Voilà ce que l'hasard m'a fait découvrir; je n'en suis cependant point embarrassé, car je ne saurais point croire que le ministère anglais ne voudrait ni ne saurait charger la nation, sans raison ni sans aucun motif pressant, d'une aussi forte somme que celle que le ministère russien prétend en subsides, car vous savez que tout le différend où je suis encore avec l'Angleterre, n'importe que la somme de 150,000 écus. Au surplus, tout ce qu'on a débité jusqu'à présent d'une marche de 60,000 hommes de troupes russiennes en Livonie, est prématuré et ne sont que des ostentations en bruit de gazettes.

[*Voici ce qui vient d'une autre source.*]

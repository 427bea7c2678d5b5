//! Rank r writes r + 1 copies of its rank; the dataset holds 0, 1, 1, 2, 2, 2, ...
//!
//! Run with: PARIO_WORKERS=4 PARIO_OUTPUT=stuff.pario cargo run --example parallel_exercise

use simple_pario::config::RunConfig;
use simple_pario::group::{Communicator, World};
use simple_pario::writer::CollectiveWriter;

fn run() -> simple_pario::Result<()> {
    let config = RunConfig::from_env()?;
    let world = World::init(config.workers)?;
    let config = config.agree(&world)?;

    let rank = world.rank();
    let local = vec![rank as i32; rank + 1];

    let writer = CollectiveWriter::new(&config.output, &config.dataset);
    let layout = writer.write(&world, &local, |r| r as i64 + 1)?;
    println!(
        "Rank {} wrote rows [{}, {}) of {}",
        rank, layout.offset, layout.offset + layout.extent, layout.global_extent
    );

    world.barrier()?;
    if rank == 0 {
        println!("{:?}", writer.read::<i32>()?);
    }

    world.finalize()?;
    Ok(())
}

fn main() {
    env_logger::init();
    if let Err(e) = run() {
        eprintln!("{}: {}", e.kind(), e);
        std::process::exit(1);
    }
}
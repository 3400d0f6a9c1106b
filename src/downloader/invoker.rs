// yt-dlp process invoker
//
// stdout/stderr are inherited so yt-dlp's own progress output reaches the
// terminal untouched.

use async_trait::async_trait;
use std::path::Path;
use std::process::Stdio;
use tokio::process::Command as TokioCommand;
use tracing::debug;

use super::errors::DownloadError;
use super::models::InvocationResult;
use super::traits::ProcessInvoker;
use super::utils::{display_command, PYTHON_IO_ENCODING};

#[derive(Debug, Default, Clone, Copy)]
pub struct YtDlpInvoker;

impl YtDlpInvoker {
    pub fn new() -> Self {
        Self
    }
}

#[async_trait]
impl ProcessInvoker for YtDlpInvoker {
    fn name(&self) -> &'static str {
        "yt-dlp"
    }

    async fn invoke(&self, executable: &Path, args: &[String]) -> InvocationResult {
        let program = executable.display().to_string();
        debug!(target: "yt-dlp", "Command: {}", display_command(executable, args));

        let spawned = TokioCommand::new(executable)
            .args(args)
            .env(PYTHON_IO_ENCODING.0, PYTHON_IO_ENCODING.1)
            .stdin(Stdio::null())
            .stdout(Stdio::inherit())
            .stderr(Stdio::inherit())
            .spawn();

        let mut child = match spawned {
            Ok(child) => child,
            Err(source) => {
                return InvocationResult::failure(DownloadError::Spawn { program, source })
            }
        };

        match child.wait().await {
            Ok(status) if status.success() => InvocationResult::success(),
            Ok(status) => InvocationResult::failure(DownloadError::ExitStatus { program, status }),
            Err(e) => InvocationResult::failure(DownloadError::Io(e)),
        }
    }
}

Du reste, cette confidence que je vous fais seul, ne doit vous servir autrement que pour vous mettre à la voie pour pénétrer au possible, sans faire semblant de rien, ce qui peut être l'objet des conférences avec le comte de Keyserlingk et si peut-être la cour de Vienne ne voudrait pas demander à l'Angleterre les mêmes subsides que la Russie, pour avoir, aussi, prêt un corps de ses troupes à la disposition du roi d'Angleterre. Je finis en vous recommandant encore une fois le plus grand secret sur tout ceci et de n'adresser les rapports que vous me ferez à ce sujet, qu'à moi seul et immédiatement.

Federic.

Nach dem Concept.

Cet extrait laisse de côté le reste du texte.